Your answer must be one number: the count of lines below that hold the word "opts".

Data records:
□ □ □ □ □ □ □

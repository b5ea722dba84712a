// ============================================================================
//  CLEAN MODULE BOUNDARIES
// ============================================================================

//! Core domain layer for kitgen.
//!
//! This module contains pure logic with no I/O. Reading manifests and
//! writing files are handled via ports (traits) defined in the application
//! layer.
//!
//! - **No async**: Domain logic is synchronous
//! - **No I/O**: No filesystem, network, or external calls
//! - **Validated at construction**: a [`RelativePath`] can never point
//!   outside the base directory it is resolved against
pub mod entities;
pub mod error;

mod validation;

pub use entities::{
    common::RelativePath,
    manifest::{ContentEntry, Manifest, normalize_body},
};

pub use error::DomainError;
pub use validation::DomainValidator;

#[cfg(test)]
mod tests {
    use super::*;

    #[test]
    fn validator_accepts_populated_manifest() {
        let manifest = Manifest::new("kit")
            .with_entry("personas/client_exec.md", "# Persona")
            .unwrap();
        assert!(DomainValidator::validate_manifest(&manifest).is_ok());
    }

    #[test]
    fn validator_rejects_empty_manifest() {
        let err = DomainValidator::validate_manifest(&Manifest::new("kit")).unwrap_err();
        assert!(err.to_string().contains("kit"));
        assert!(!err.suggestions().is_empty());
    }

    #[test]
    fn escaping_path_suggestion_names_the_path() {
        let err = ContentEntry::new("../../etc/x.md", "x").unwrap_err();
        assert!(err.suggestions().iter().any(|s| s.contains("../../etc/x.md")));
    }
}
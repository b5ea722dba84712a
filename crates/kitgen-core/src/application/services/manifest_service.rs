//! Manifest Service - manifest queries.
//!
//! Separated from ScaffoldService: listing a kit never needs a filesystem.

use serde::Serialize;

use crate::{
    application::ports::ManifestSource,
    domain::ContentEntry,
    error::KitResult,
};

/// Information about one manifest entry for display purposes.
#[derive(Debug, Clone, PartialEq, Eq, Serialize)]
pub struct EntryInfo {
    pub path: String,
    /// First markdown heading, without the leading `#`s.
    pub title: Option<String>,
    /// Size of the normalised body in bytes.
    pub bytes: usize,
}

impl From<&ContentEntry> for EntryInfo {
    fn from(entry: &ContentEntry) -> Self {
        let body = entry.normalized_body();
        let title = body
            .lines()
            .map(str::trim)
            .find(|l| l.starts_with('#'))
            .map(|l| l.trim_start_matches('#').trim().to_string())
            .filter(|t| !t.is_empty());

        Self {
            path: entry.path.to_string(),
            title,
            bytes: body.len(),
        }
    }
}

/// Service for manifest operations.
pub struct ManifestService {
    source: Box<dyn ManifestSource>,
}

impl ManifestService {
    /// Create a new manifest service.
    pub fn new(source: Box<dyn ManifestSource>) -> Self {
        Self { source }
    }

    /// Name of the underlying source.
    pub fn source_name(&self) -> &str {
        self.source.name()
    }

    /// Describe every entry, in write order.
    pub fn list(&self) -> KitResult<Vec<EntryInfo>> {
        let manifest = self.source.load()?;
        Ok(manifest.iter().map(EntryInfo::from).collect())
    }
}
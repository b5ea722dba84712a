//! `kitgen config`: inspect the merged configuration.

use crate::{
    cli::ConfigCommands,
    config::AppConfig,
    error::{CliError, CliResult},
    output::OutputManager,
};

/// Dispatch to the correct config subcommand.
pub fn execute(cmd: ConfigCommands, config: AppConfig, output: OutputManager) -> CliResult<()> {
    match cmd {
        ConfigCommands::Get { key } => {
            let value = get_config_value(&config, &key)?;
            output.data(&value)?;
        }

        ConfigCommands::List => {
            output.header("Current Configuration:")?;
            let serialised =
                toml::to_string_pretty(&config).map_err(|e| CliError::ConfigError {
                    message: format!("Failed to serialise config: {e}"),
                    source: Some(Box::new(e)),
                })?;
            output.data(serialised.trim_end())?;
        }

        ConfigCommands::Path => {
            output.data(&AppConfig::config_path().display().to_string())?;
        }
    }

    Ok(())
}

// ── helpers ───────────────────────────────────────────────────────────────────

fn get_config_value(config: &AppConfig, key: &str) -> CliResult<String> {
    config.get(key).ok_or_else(|| CliError::ConfigError {
        message: format!(
            "Unknown config key: '{key}' (known keys: {})",
            AppConfig::keys().join(", ")
        ),
        source: None,
    })
}

// ── tests ─────────────────────────────────────────────────────────────────────

#[cfg(test)]
mod tests {
    use super::*;

    #[test]
    fn get_known_key() {
        let cfg = AppConfig::default();
        assert_eq!(
            get_config_value(&cfg, "output.base_dir").unwrap(),
            "./acme-pharmacy-analytics-spec"
        );
    }

    #[test]
    fn get_unknown_key_is_error() {
        let cfg = AppConfig::default();
        let err = get_config_value(&cfg, "does.not.exist").unwrap_err();
        assert!(matches!(err, CliError::ConfigError { .. }));
        assert!(err.to_string().contains("output.no_color"));
    }

    #[test]
    fn every_listed_key_resolves() {
        let cfg = AppConfig::default();
        for key in AppConfig::keys() {
            assert!(get_config_value(&cfg, key).is_ok(), "{key}");
        }
    }

    #[test]
    fn config_serialises_as_toml() {
        let text = toml::to_string_pretty(&AppConfig::default()).unwrap();
        assert!(text.contains("[output]"));
        assert!(text.contains("base_dir"));
    }
}
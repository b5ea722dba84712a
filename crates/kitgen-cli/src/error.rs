//! CLI error type, exit-code mapping and stderr rendering.

use std::error::Error as _;

use owo_colors::{OwoColorize, Style};
use thiserror::Error;

use kitgen_core::error::{ErrorCategory as CoreCategory, KitError};

/// Result type alias for CLI operations.
pub type CliResult<T> = Result<T, CliError>;

/// Everything a command can fail with.
#[derive(Debug, Error)]
pub enum CliError {
    /// Argument combinations clap cannot express.
    #[error("Invalid input: {message}")]
    InvalidInput {
        message: String,
        #[source]
        source: Option<Box<dyn std::error::Error + Send + Sync>>,
    },

    /// A configuration file could not be read, parsed, or serialised.
    #[error("Configuration error: {message}")]
    ConfigError {
        message: String,
        #[source]
        source: Option<Box<dyn std::error::Error + Send + Sync>>,
    },

    /// Failure inside `kitgen-core` or one of its adapters.
    #[error("Command failed: {0}")]
    Core(#[from] KitError),

    /// Writing to the terminal failed.
    #[error("I/O error: {message}")]
    IoError {
        message: String,
        #[source]
        source: std::io::Error,
    },
}

impl From<std::io::Error> for CliError {
    fn from(err: std::io::Error) -> Self {
        CliError::IoError {
            message: err.to_string(),
            source: err,
        }
    }
}

/// Coarse classification driving the exit code and log severity.
#[derive(Debug, Clone, Copy, PartialEq, Eq)]
pub enum ErrorCategory {
    UserError,
    NotFound,
    Configuration,
    Internal,
}

impl ErrorCategory {
    /// | Category      | Code |
    /// |---------------|------|
    /// | Internal      |  1   |
    /// | User error    |  2   |
    /// | Not found     |  3   |
    /// | Configuration |  4   |
    pub fn exit_code(self) -> u8 {
        match self {
            Self::Internal => 1,
            Self::UserError => 2,
            Self::NotFound => 3,
            Self::Configuration => 4,
        }
    }
}

impl From<CoreCategory> for ErrorCategory {
    fn from(category: CoreCategory) -> Self {
        match category {
            CoreCategory::Validation => Self::UserError,
            CoreCategory::NotFound => Self::NotFound,
            CoreCategory::Internal => Self::Internal,
        }
    }
}

/// How [`CliError::render`] decorates the message.
#[derive(Debug, Clone, Copy, Default)]
pub struct RenderOptions {
    /// Include the `source()` chain and drop the `--verbose` hint.
    pub verbose: bool,
    /// Emit ANSI styling.
    pub color: bool,
}

impl CliError {
    /// `ConfigError` wrapping `source`.
    pub fn config(
        message: impl Into<String>,
        source: impl std::error::Error + Send + Sync + 'static,
    ) -> Self {
        Self::ConfigError {
            message: message.into(),
            source: Some(Box::new(source)),
        }
    }

    pub fn category(&self) -> ErrorCategory {
        match self {
            Self::InvalidInput { .. } => ErrorCategory::UserError,
            Self::ConfigError { .. } => ErrorCategory::Configuration,
            Self::Core(core) => core.category().into(),
            Self::IoError { .. } => ErrorCategory::Internal,
        }
    }

    pub fn exit_code(&self) -> u8 {
        self.category().exit_code()
    }

    /// What the user can do about it.
    pub fn suggestions(&self) -> Vec<String> {
        match self {
            Self::InvalidInput { .. } => vec!["Use --help for usage information".into()],
            Self::ConfigError { .. } => vec![
                format!(
                    "Check the config file (default: {})",
                    crate::config::AppConfig::config_path().display()
                ),
                "Environment overrides use the KITGEN_ prefix, e.g. KITGEN_OUTPUT__BASE_DIR"
                    .into(),
            ],
            Self::Core(core) => core.suggestions(),
            Self::IoError { .. } => vec!["Check that stdout is still open".into()],
        }
    }

    /// Multi-line message for stderr: headline, optional cause chain,
    /// suggestions, and a `--verbose` hint when the chain was hidden.
    pub fn render(&self, opts: RenderOptions) -> String {
        let paint = |text: &str, style: Style| {
            if opts.color {
                text.style(style).to_string()
            } else {
                text.to_string()
            }
        };
        let alert = Style::new().red().bold();

        let mut out = format!(
            "\n{} {}\n",
            paint("\u{2717} Error:", alert), // ✗
            paint(&self.to_string(), Style::new().red())
        );

        if opts.verbose {
            let mut cause = self.source();
            while let Some(err) = cause {
                out.push_str(&format!(
                    "  {} {}\n",
                    paint("caused by:", Style::new().dimmed()),
                    err
                ));
                cause = err.source();
            }
        }

        let suggestions = self.suggestions();
        if !suggestions.is_empty() {
            out.push_str(&format!(
                "\n{}\n",
                paint("Suggestions:", Style::new().yellow().bold())
            ));
            for suggestion in &suggestions {
                out.push_str(&format!("  \u{2022} {suggestion}\n"));
            }
        }

        if !opts.verbose {
            out.push_str(&format!(
                "\n{}\n",
                paint("Run with -v for the full error chain.", Style::new().dimmed())
            ));
        }

        out
    }

    /// Record the failure for `-vv` runs.  The user-facing report is
    /// [`render`](Self::render).
    pub fn log(&self) {
        tracing::debug!(category = ?self.category(), error = %self, "command failed");
    }
}

/// Attach a context message while converting into [`CliError`].
pub trait IntoCli<T> {
    fn with_cli_context<F, S>(self, f: F) -> CliResult<T>
    where
        F: FnOnce() -> S,
        S: Into<String>;
}

impl<T> IntoCli<T> for Result<T, std::io::Error> {
    fn with_cli_context<F, S>(self, f: F) -> CliResult<T>
    where
        F: FnOnce() -> S,
        S: Into<String>,
    {
        self.map_err(|e| CliError::IoError {
            message: f().into(),
            source: e,
        })
    }
}

impl<T> IntoCli<T> for Result<T, KitError> {
    /// Core errors already name their path, so the context only goes to the
    /// debug log.
    fn with_cli_context<F, S>(self, f: F) -> CliResult<T>
    where
        F: FnOnce() -> S,
        S: Into<String>,
    {
        self.map_err(|e| {
            let context: String = f().into();
            tracing::debug!(%context, "core operation failed");
            CliError::Core(e)
        })
    }
}

#[cfg(test)]
mod tests {
    use super::*;
    use std::{io, path::PathBuf};

    use kitgen_core::{application::ApplicationError, domain::DomainError};

    fn fs_error() -> CliError {
        CliError::Core(
            ApplicationError::FilesystemError {
                path: PathBuf::from("out/personas"),
                reason: "Not a directory".into(),
            }
            .into(),
        )
    }

    #[test]
    fn exit_codes_follow_category() {
        let invalid = CliError::InvalidInput {
            message: "x".into(),
            source: None,
        };
        let config = CliError::ConfigError {
            message: "x".into(),
            source: None,
        };
        let missing = CliError::Core(
            ApplicationError::ManifestNotFound {
                path: PathBuf::from("kit.toml"),
            }
            .into(),
        );

        assert_eq!(fs_error().exit_code(), 1);
        assert_eq!(invalid.exit_code(), 2);
        assert_eq!(missing.exit_code(), 3);
        assert_eq!(config.exit_code(), 4);
        assert_eq!(CliError::from(io::Error::other("broken pipe")).exit_code(), 1);
    }

    #[test]
    fn invalid_manifest_path_is_user_error() {
        let err = CliError::Core(DomainError::AbsolutePathNotAllowed { path: "/etc".into() }.into());
        assert_eq!(err.category(), ErrorCategory::UserError);
    }

    #[test]
    fn plain_render_names_the_failing_path() {
        let s = fs_error().render(RenderOptions::default());
        assert!(s.contains("\u{2717} Error: Command failed"));
        assert!(!s.contains("Generation"));
        assert!(s.contains("out/personas"));
        assert!(s.contains("Suggestions:"));
        assert!(s.contains("-v"));
        assert!(!s.contains('\u{1b}'));
    }

    #[test]
    fn verbose_render_shows_chain_without_hint() {
        let err = CliError::config("bad file", io::Error::other("unexpected token"));
        let s = err.render(RenderOptions {
            verbose: true,
            color: false,
        });
        assert!(s.contains("caused by: unexpected token"));
        assert!(!s.contains("Run with -v"));
    }

    #[test]
    fn colored_render_uses_ansi() {
        let s = fs_error().render(RenderOptions {
            verbose: false,
            color: true,
        });
        assert!(s.contains('\u{1b}'));
        assert!(s.contains("out/personas"));
    }

    #[test]
    fn into_cli_io_error_keeps_context() {
        let result: Result<(), io::Error> = Err(io::Error::new(io::ErrorKind::NotFound, "missing"));
        let cli = result.with_cli_context(|| "reading config");
        assert!(matches!(cli, Err(CliError::IoError { message, .. }) if message == "reading config"));
    }

    #[test]
    fn into_cli_core_error() {
        let result: Result<(), KitError> = Err(DomainError::EmptyPath.into());
        let cli = result.with_cli_context(|| "loading manifest");
        assert!(matches!(cli, Err(CliError::Core(_))));
    }
}
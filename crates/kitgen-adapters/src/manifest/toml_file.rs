//! Manifest files on disk.
//!
//! # Format
//!
//! ```toml
//! name = "my-kit"            # optional; defaults to the file stem
//!
//! [[entries]]
//! path = "personas/analyst.md"
//! body = """
//! # Persona: Analyst
//! ...
//! """
//! ```
//!
//! Bodies are literal text. Entries are written in file order.

use std::{
    fs, io,
    path::{Path, PathBuf},
};

use serde::Deserialize;
use tracing::{debug, instrument};

use kitgen_core::{
    application::{ApplicationError, ports::ManifestSource},
    domain::{ContentEntry, Manifest},
    error::KitResult,
};

/// Deserialised representation of a manifest file.
#[derive(Debug, Deserialize)]
#[serde(deny_unknown_fields)]
struct ManifestFile {
    name: Option<String>,
    #[serde(default)]
    entries: Vec<EntryRecord>,
}

#[derive(Debug, Deserialize)]
#[serde(deny_unknown_fields)]
struct EntryRecord {
    path: String,
    body: String,
}

/// A manifest read from a TOML file when loaded.
#[derive(Debug, Clone)]
pub struct TomlManifest {
    path: PathBuf,
    display_name: String,
}

impl TomlManifest {
    pub fn from_path(path: impl Into<PathBuf>) -> Self {
        let path = path.into();
        let display_name = path.display().to_string();
        Self { path, display_name }
    }

    pub fn path(&self) -> &Path {
        &self.path
    }

    /// Parse manifest text. `fallback_name` is used when the file has no
    /// `name` key.
    pub fn parse(fallback_name: &str, text: &str) -> KitResult<Manifest> {
        let file: ManifestFile =
            toml::from_str(text).map_err(|e| ApplicationError::ManifestUnavailable {
                source_name: fallback_name.to_string(),
                reason: e.to_string(),
            })?;

        let mut manifest = Manifest::new(file.name.unwrap_or_else(|| fallback_name.to_string()));
        for record in file.entries {
            manifest.push(ContentEntry::new(&record.path, record.body)?);
        }
        Ok(manifest)
    }

    fn fallback_name(&self) -> String {
        self.path
            .file_stem()
            .map(|s| s.to_string_lossy().into_owned())
            .unwrap_or_else(|| self.display_name.clone())
    }
}

impl ManifestSource for TomlManifest {
    fn name(&self) -> &str {
        &self.display_name
    }

    #[instrument(skip_all, fields(path = %self.path.display()))]
    fn load(&self) -> KitResult<Manifest> {
        let text = fs::read_to_string(&self.path).map_err(|e| match e.kind() {
            io::ErrorKind::NotFound => ApplicationError::ManifestNotFound {
                path: self.path.clone(),
            },
            _ => ApplicationError::ManifestUnavailable {
                source_name: self.display_name.clone(),
                reason: e.to_string(),
            },
        })?;

        let manifest = Self::parse(&self.fallback_name(), &text)?;
        debug!(entries = manifest.len(), "Manifest file loaded");
        Ok(manifest)
    }
}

□ □ □ □ □ □ □

Written answer — 4